• _EXERCISE REQUIREMENTS_
Where the records appear below, transcribe them exactly, leaving none out.
──────────────────────────────
use std::process::{Command, Stdio};

use crate::error::{LoginError, LoginResult};

/// Substituted for an empty stdout when a command fails.
pub const NO_STDOUT: &str = "(no output on stdout)";
/// Substituted for an empty stderr when a command fails.
pub const NO_STDERR: &str = "(no output on stderr)";

/// Captured result of a finished command. Output is decoded
/// lossily as UTF-8 and kept untrimmed.
#[derive(Debug, Clone, PartialEq, Eq)]
pub struct CommandOutput {
    pub stdout: String,
    pub stderr: String,
    /// Exit code, `-1` when the child was killed by a signal.
    pub code: i32,
}

impl CommandOutput {
    #[must_use]
    pub const fn success(&self) -> bool {
        self.code == 0
    }
}

/// Options for [`run_with`].
///
/// # Example
///
/// ```
/// use horizon_login::cmd::RunOptions;
///
/// let opts = RunOptions::new().env("LANG", "C").unchecked();
///
/// assert!(!opts.check);
/// assert_eq!(opts.env, Some(vec![("LANG".into(), "C".into())]));
/// ```
#[derive(Debug, Clone)]
pub struct RunOptions {
    /// Replacement environment. When set, the child sees only
    /// these variables.
    pub env: Option<Vec<(String, String)>>,
    /// Fail on a non-zero exit code.
    pub check: bool,
}

impl RunOptions {
    #[must_use]
    pub const fn new() -> Self {
        Self {
            env: None,
            check: true,
        }
    }

    #[must_use]
    pub fn env(mut self, key: &str, value: &str) -> Self {
        self.env
            .get_or_insert_with(Vec::new)
            .push((key.to_string(), value.to_string()));
        self
    }

    /// Return the output regardless of the exit code.
    #[must_use]
    pub const fn unchecked(mut self) -> Self {
        self.check = false;
        self
    }
}

impl Default for RunOptions {
    fn default() -> Self {
        Self::new()
    }
}

/// Run a command and capture its output. Fails if the command
/// returns a non-zero exit code.
pub fn run(program: &str, args: &[&str]) -> LoginResult<CommandOutput> {
    run_with(program, args, &RunOptions::new())
}

/// Run a command with explicit [`RunOptions`].
///
/// On a non-zero exit, empty streams are replaced by
/// [`NO_STDOUT`] and [`NO_STDERR`] so diagnostics are never blank.
pub fn run_with(program: &str, args: &[&str], options: &RunOptions) -> LoginResult<CommandOutput> {
    let mut command = Command::new(program);
    command
        .args(args)
        .stdin(Stdio::null())
        .stdout(Stdio::piped())
        .stderr(Stdio::piped());

    if let Some(env) = &options.env {
        command
            .env_clear()
            .envs(env.iter().map(|(k, v)| (k.as_str(), v.as_str())));
    }

    let output = command.output().map_err(|source| LoginError::Launch {
        command: program.to_string(),
        source,
    })?;

    let mut result = CommandOutput {
        stdout: String::from_utf8_lossy(&output.stdout).into_owned(),
        stderr: String::from_utf8_lossy(&output.stderr).into_owned(),
        code: output.status.code().unwrap_or(-1),
    };

    if output.status.success() {
        return Ok(result);
    }

    if result.stdout.is_empty() {
        result.stdout = NO_STDOUT.to_string();
    }
    if result.stderr.is_empty() {
        result.stderr = NO_STDERR.to_string();
    }

    if options.check {
        return Err(LoginError::CommandFailed {
            command: program.to_string(),
            code: result.code,
            stdout: result.stdout,
            stderr: result.stderr,
        });
    }

    Ok(result)
}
──────────────────────────────
• _TASK ANSWER_
use std::process::{Command, Stdio};

use crate::error::{LoginError, LoginResult};

/// Substituted for an empty stdout when a command fails.
pub const NO_STDOUT: &str = "(no output on stdout)";
/// Substituted for an empty stderr when a command fails.
pub const NO_STDERR: &str = "(no output on stderr)";

/// Captured result of a finished command. Output is decoded
/// lossily as UTF-8 and kept untrimmed.
#[derive(Debug, Clone, PartialEq, Eq)]
pub struct CommandOutput {
    pub stdout: String,
    pub stderr: String,
    /// Exit code, `-1` when the child was killed by a signal.
    pub code: i32,
}

impl CommandOutput {
    #[must_use]
    pub const fn success(&self) -> bool {
        self.code == 0
    }
}

/// Options for [`run_with`].
///
/// # Example
///
/// ```
/// use horizon_login::cmd::RunOptions;
///
/// let opts = RunOptions::new().env("LANG", "C").unchecked();
///
/// assert!(!opts.check);
/// assert_eq!(opts.env, Some(vec![("LANG".into(), "C".into())]));
/// ```
#[derive(Debug, Clone)]
pub struct RunOptions {
    /// Replacement environment. When set, the child sees only
    /// these variables.
    pub env: Option<Vec<(String, String)>>,
    /// Fail on a non-zero exit code.
    pub check: bool,
}

impl RunOptions {
    #[must_use]
    pub const fn new() -> Self {
        Self {
            env: None,
            check: true,
        }
    }

    #[must_use]
    pub fn env(mut self, key: &str, value: &str) -> Self {
        self.env
            .get_or_insert_with(Vec::new)
            .push((key.to_string(), value.to_string()));
        self
    }

    /// Return the output regardless of the exit code.
    #[must_use]
    pub const fn unchecked(mut self) -> Self {
        self.check = false;
        self
    }
}

impl Default for RunOptions {
    fn default() -> Self {
        Self::new()
    }
}

/// Run a command and capture its output. Fails if the command
/// returns a non-zero exit code.
pub fn run(program: &str, args: &[&str]) -> LoginResult<CommandOutput> {
    run_with(program, args, &RunOptions::new())
}

/// Run a command with explicit [`RunOptions`].
///
/// On a non-zero exit, empty streams are replaced by
/// [`NO_STDOUT`] and [`NO_STDERR`] so diagnostics are never blank.
pub fn run_with(program: &str, args: &[&str], options: &RunOptions) -> LoginResult<CommandOutput> {
    let mut command = Command::new(program);
    command
        .args(args)
        .stdin(Stdio::null())
        .stdout(Stdio::piped())
        .stderr(Stdio::piped());

    if let Some(env) = &options.env {
        command
            .env_clear()
            .envs(env.iter().map(|(k, v)| (k.as_str(), v.as_str())));
    }

    let output = command.output().map_err(|source| LoginError::Launch {
        command: program.to_string(),
        source,
    })?;

    let mut result = CommandOutput {
        stdout: String::from_utf8_lossy(&output.stdout).into_owned(),
        stderr: String::from_utf8_lossy(&output.stderr).into_owned(),
        code: output.status.code().unwrap_or(-1),
    };

    if output.status.success() {
        return Ok(result);
    }

    if result.stdout.is_empty() {
        result.stdout = NO_STDOUT.to_string();
    }
    if result.stderr.is_empty() {
        result.stderr = NO_STDERR.to_string();
    }

    if options.check {
        return Err(LoginError::CommandFailed {
            command: program.to_string(),
            code: result.code,
            stdout: result.stdout,
            stderr: result.stderr,
        });
    }

    Ok(result)
}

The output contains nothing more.